---------- RECORDS SHOWN
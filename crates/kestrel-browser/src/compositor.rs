//! Layerization of display lists.
//!
//! [CSS Compositing § 3 Compositing groups](https://www.w3.org/TR/compositing-1/#csscompositingrules_CSS)
//!
//! The compositor splits a display list into [`CompositedLayer`]s that can
//! be rastered once and redrawn cheaply. Only the parts of the tree that do
//! not themselves need compositing are rastered into layers; the visual
//! effects above them are rebuilt into a separate draw list that draws the
//! layers.
//!
//! Layer assignment never reorders painting: an item joins the newest layer
//! it can merge with only if no newer layer overlaps it.

use std::collections::HashMap;

use kestrel_common::Rect;
use kestrel_css::{Canvas, DisplayItem, DisplayItemId, DisplayList, ItemKind};
use kestrel_dom::NodeId;
use tiny_skia::Pixmap;

use crate::fonts::FontCache;
use crate::raster::SkiaCanvas;

/// A run of display items rastered into one surface.
#[derive(Clone)]
pub struct CompositedLayer {
    items: Vec<DisplayItemId>,
    surface: Option<Pixmap>,
}

impl std::fmt::Debug for CompositedLayer {
    fn fmt(&self, f: &mut std::fmt::Formatter<'_>) -> std::fmt::Result {
        f.debug_struct("CompositedLayer")
            .field("items", &self.items)
            .field(
                "surface",
                &self.surface.as_ref().map(|s| (s.width(), s.height())),
            )
            .finish()
    }
}

impl CompositedLayer {
    fn new(item: DisplayItemId) -> Self {
        Self {
            items: vec![item],
            surface: None,
        }
    }

    /// Items in this layer, back to front.
    #[must_use]
    pub fn items(&self) -> &[DisplayItemId] {
        &self.items
    }

    /// The rastered surface, once [`raster`](Self::raster) has run.
    #[must_use]
    pub const fn surface(&self) -> Option<&Pixmap> {
        self.surface.as_ref()
    }

    /// An item can join this layer only if it shares the layer's effect
    /// chain, i.e. has the same parent as the layer's first item.
    fn can_merge(&self, list: &DisplayList, item: DisplayItemId) -> bool {
        let parent_of = |id| list.get(id).and_then(|i| i.parent);
        self.items
            .first()
            .is_some_and(|&first| parent_of(first) == parent_of(item))
    }

    /// Bounds of the items in the space of their shared parent effect,
    /// rounded out and grown by one pixel for anti-aliasing.
    #[must_use]
    pub fn composited_bounds(&self, list: &DisplayList) -> Rect {
        self.items
            .iter()
            .filter_map(|&id| list.get(id))
            .fold(Rect::EMPTY, |acc, item| acc.union(&item.rect))
            .round_out()
            .outset(1.0)
    }

    /// Bounds of the items in page space.
    #[must_use]
    pub fn absolute_bounds(&self, list: &DisplayList) -> Rect {
        self.items
            .iter()
            .fold(Rect::EMPTY, |acc, &id| acc.union(&list.absolute_bounds(id)))
    }

    /// Raster the items into a fresh surface sized to the composited bounds.
    ///
    /// An empty layer keeps no surface.
    pub fn raster(&mut self, list: &DisplayList, fonts: &FontCache) {
        let bounds = self.composited_bounds(list);
        if bounds.is_empty() {
            self.surface = None;
            return;
        }
        #[allow(clippy::cast_possible_truncation, clippy::cast_sign_loss)]
        let (width, height) = (bounds.width.max(1.0) as u32, bounds.height.max(1.0) as u32);
        self.surface = Pixmap::new(width, height);
        let Some(surface) = self.surface.as_mut() else {
            log::warn!(
                target: "kestrel::compositor",
                "could not allocate a {width}x{height} layer surface"
            );
            return;
        };
        let mut canvas = SkiaCanvas::new(surface, fonts, &[]);
        canvas.translate(-bounds.x, -bounds.y);
        for &item in &self.items {
            list.execute_item(item, &mut canvas);
        }
    }
}

/// Split a display list into composited layers.
///
/// Items are visited in preorder. An item is painted into a layer when it
/// does not need compositing itself and either has no parent or its parent
/// does. Layers are scanned newest first:
///
/// 1. a layer with the same parent takes the item;
/// 2. a layer whose absolute bounds intersect the item's stops the scan and
///    the item starts a new layer on top;
/// 3. if nothing matched, the item starts a new layer.
#[must_use]
pub fn composite(list: &DisplayList) -> Vec<CompositedLayer> {
    let mut layers: Vec<CompositedLayer> = Vec::new();
    for id in list.preorder() {
        let Some(item) = list.get(id) else {
            continue;
        };
        if item.needs_compositing {
            continue;
        }
        let parent_composites = item
            .parent
            .is_none_or(|parent| list.get(parent).is_some_and(|p| p.needs_compositing));
        if !parent_composites {
            continue;
        }

        let bounds = list.absolute_bounds(id);
        let mut placed = false;
        for layer in layers.iter_mut().rev() {
            if layer.can_merge(list, id) {
                layer.items.push(id);
                placed = true;
                break;
            }
            if layer.absolute_bounds(list).intersects(&bounds) {
                break;
            }
        }
        if !placed {
            layers.push(CompositedLayer::new(id));
        }
    }
    log::debug!(
        target: "kestrel::compositor",
        "composited {} items into {} layers",
        list.len(),
        layers.len()
    );
    layers
}

/// The kind of `item` as it should be drawn now: a `SaveLayer` whose node has a
/// paint-only update takes the updated parameters.
fn latest_kind(item: &DisplayItem, updates: Option<&HashMap<NodeId, DisplayItem>>) -> ItemKind {
    if let ItemKind::SaveLayer { node, .. } = item.kind
        && let Some(update) = updates.and_then(|u| u.get(&node))
        && matches!(update.kind, ItemKind::SaveLayer { .. })
    {
        return update.kind.clone();
    }
    item.kind.clone()
}

/// Build the draw list: one [`ItemKind::DrawCompositedLayer`] per layer,
/// wrapped in clones of the layer's ancestor effects.
///
/// Layers under the same effect share one clone of it, so the effect is
/// applied once to all of them. `updates` replaces the parameters of
/// `SaveLayer` effects changed by paint-only animations.
#[must_use]
pub fn paint_draw_list(
    layers: &[CompositedLayer],
    list: &DisplayList,
    updates: Option<&HashMap<NodeId, DisplayItem>>,
) -> DisplayList {
    let mut draw_list = DisplayList::new();
    let mut new_effects: HashMap<DisplayItemId, DisplayItemId> = HashMap::new();

    for (index, layer) in layers.iter().enumerate() {
        let Some(&first) = layer.items.first() else {
            continue;
        };
        let mut current = draw_list.leaf(
            ItemKind::DrawCompositedLayer { layer: index },
            layer.composited_bounds(list),
        );
        let mut parent = list.get(first).and_then(|item| item.parent);
        let mut attached = false;
        while let Some(effect_id) = parent {
            let Some(effect) = list.get(effect_id) else {
                break;
            };
            if let Some(&clone) = new_effects.get(&effect_id) {
                draw_list.adopt(clone, current);
                attached = true;
                break;
            }
            current = draw_list.push(latest_kind(effect, updates), effect.rect, vec![current]);
            let _ = new_effects.insert(effect_id, current);
            parent = effect.parent;
        }
        if !attached {
            draw_list.push_root(current);
        }
    }
    draw_list
}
--------------------
Every record in the material above should be set down exactly.

filename crates/kestrel-browser/src/compositor.rs
//! Layerization of display lists.
//!
//! [CSS Compositing § 3 Compositing groups](https://www.w3.org/TR/compositing-1/#csscompositingrules_CSS)
//!
//! The compositor splits a display list into [`CompositedLayer`]s that can
//! be rastered once and redrawn cheaply. Only the parts of the tree that do
//! not themselves need compositing are rastered into layers; the visual
//! effects above them are rebuilt into a separate draw list that draws the
//! layers.
//!
//! Layer assignment never reorders painting: an item joins the newest layer
//! it can merge with only if no newer layer overlaps it.

use std::collections::HashMap;

use kestrel_common::Rect;
use kestrel_css::{Canvas, DisplayItem, DisplayItemId, DisplayList, ItemKind};
use kestrel_dom::NodeId;
use tiny_skia::Pixmap;

use crate::fonts::FontCache;
use crate::raster::SkiaCanvas;

/// A run of display items rastered into one surface.
#[derive(Clone)]
pub struct CompositedLayer {
    items: Vec<DisplayItemId>,
    surface: Option<Pixmap>,
}

impl std::fmt::Debug for CompositedLayer {
    fn fmt(&self, f: &mut std::fmt::Formatter<'_>) -> std::fmt::Result {
        f.debug_struct("CompositedLayer")
            .field("items", &self.items)
            .field(
                "surface",
                &self.surface.as_ref().map(|s| (s.width(), s.height())),
            )
            .finish()
    }
}

impl CompositedLayer {
    fn new(item: DisplayItemId) -> Self {
        Self {
            items: vec![item],
            surface: None,
        }
    }

    /// Items in this layer, back to front.
    #[must_use]
    pub fn items(&self) -> &[DisplayItemId] {
        &self.items
    }

    /// The rastered surface, once [`raster`](Self::raster) has run.
    #[must_use]
    pub const fn surface(&self) -> Option<&Pixmap> {
        self.surface.as_ref()
    }

    /// An item can join this layer only if it shares the layer's effect
    /// chain, i.e. has the same parent as the layer's first item.
    fn can_merge(&self, list: &DisplayList, item: DisplayItemId) -> bool {
        let parent_of = |id| list.get(id).and_then(|i| i.parent);
        self.items
            .first()
            .is_some_and(|&first| parent_of(first) == parent_of(item))
    }

    /// Bounds of the items in the space of their shared parent effect,
    /// rounded out and grown by one pixel for anti-aliasing.
    #[must_use]
    pub fn composited_bounds(&self, list: &DisplayList) -> Rect {
        self.items
            .iter()
            .filter_map(|&id| list.get(id))
            .fold(Rect::EMPTY, |acc, item| acc.union(&item.rect))
            .round_out()
            .outset(1.0)
    }

    /// Bounds of the items in page space.
    #[must_use]
    pub fn absolute_bounds(&self, list: &DisplayList) -> Rect {
        self.items
            .iter()
            .fold(Rect::EMPTY, |acc, &id| acc.union(&list.absolute_bounds(id)))
    }

    /// Raster the items into a fresh surface sized to the composited bounds.
    ///
    /// An empty layer keeps no surface.
    pub fn raster(&mut self, list: &DisplayList, fonts: &FontCache) {
        let bounds = self.composited_bounds(list);
        if bounds.is_empty() {
            self.surface = None;
            return;
        }
        #[allow(clippy::cast_possible_truncation, clippy::cast_sign_loss)]
        let (width, height) = (bounds.width.max(1.0) as u32, bounds.height.max(1.0) as u32);
        self.surface = Pixmap::new(width, height);
        let Some(surface) = self.surface.as_mut() else {
            log::warn!(
                target: "kestrel::compositor",
                "could not allocate a {width}x{height} layer surface"
            );
            return;
        };
        let mut canvas = SkiaCanvas::new(surface, fonts, &[]);
        canvas.translate(-bounds.x, -bounds.y);
        for &item in &self.items {
            list.execute_item(item, &mut canvas);
        }
    }
}

/// Split a display list into composited layers.
///
/// Items are visited in preorder. An item is painted into a layer when it
/// does not need compositing itself and either has no parent or its parent
/// does. Layers are scanned newest first:
///
/// 1. a layer with the same parent takes the item;
/// 2. a layer whose absolute bounds intersect the item's stops the scan and
///    the item starts a new layer on top;
/// 3. if nothing matched, the item starts a new layer.
#[must_use]
pub fn composite(list: &DisplayList) -> Vec<CompositedLayer> {
    let mut layers: Vec<CompositedLayer> = Vec::new();
    for id in list.preorder() {
        let Some(item) = list.get(id) else {
            continue;
        };
        if item.needs_compositing {
            continue;
        }
        let parent_composites = item
            .parent
            .is_none_or(|parent| list.get(parent).is_some_and(|p| p.needs_compositing));
        if !parent_composites {
            continue;
        }

        let bounds = list.absolute_bounds(id);
        let mut placed = false;
        for layer in layers.iter_mut().rev() {
            if layer.can_merge(list, id) {
                layer.items.push(id);
                placed = true;
                break;
            }
            if layer.absolute_bounds(list).intersects(&bounds) {
                break;
            }
        }
        if !placed {
            layers.push(CompositedLayer::new(id));
        }
    }
    log::debug!(
        target: "kestrel::compositor",
        "composited {} items into {} layers",
        list.len(),
        layers.len()
    );
    layers
}

/// The kind of `item` as it should be drawn now: a `SaveLayer` whose node has a
/// paint-only update takes the updated parameters.
fn latest_kind(item: &DisplayItem, updates: Option<&HashMap<NodeId, DisplayItem>>) -> ItemKind {
    if let ItemKind::SaveLayer { node, .. } = item.kind
        && let Some(update) = updates.and_then(|u| u.get(&node))
        && matches!(update.kind, ItemKind::SaveLayer { .. })
    {
        return update.kind.clone();
    }
    item.kind.clone()
}

/// Build the draw list: one [`ItemKind::DrawCompositedLayer`] per layer,
/// wrapped in clones of the layer's ancestor effects.
///
/// Layers under the same effect share one clone of it, so the effect is
/// applied once to all of them. `updates` replaces the parameters of
/// `SaveLayer` effects changed by paint-only animations.
#[must_use]
pub fn paint_draw_list(
    layers: &[CompositedLayer],
    list: &DisplayList,
    updates: Option<&HashMap<NodeId, DisplayItem>>,
) -> DisplayList {
    let mut draw_list = DisplayList::new();
    let mut new_effects: HashMap<DisplayItemId, DisplayItemId> = HashMap::new();

    for (index, layer) in layers.iter().enumerate() {
        let Some(&first) = layer.items.first() else {
            continue;
        };
        let mut current = draw_list.leaf(
            ItemKind::DrawCompositedLayer { layer: index },
            layer.composited_bounds(list),
        );
        let mut parent = list.get(first).and_then(|item| item.parent);
        let mut attached = false;
        while let Some(effect_id) = parent {
            let Some(effect) = list.get(effect_id) else {
                break;
            };
            if let Some(&clone) = new_effects.get(&effect_id) {
                draw_list.adopt(clone, current);
                attached = true;
                break;
            }
            current = draw_list.push(latest_kind(effect, updates), effect.rect, vec![current]);
            let _ = new_effects.insert(effect_id, current);
            parent = effect.parent;
        }
        if !attached {
            draw_list.push_root(current);
        }
    }
    draw_list
}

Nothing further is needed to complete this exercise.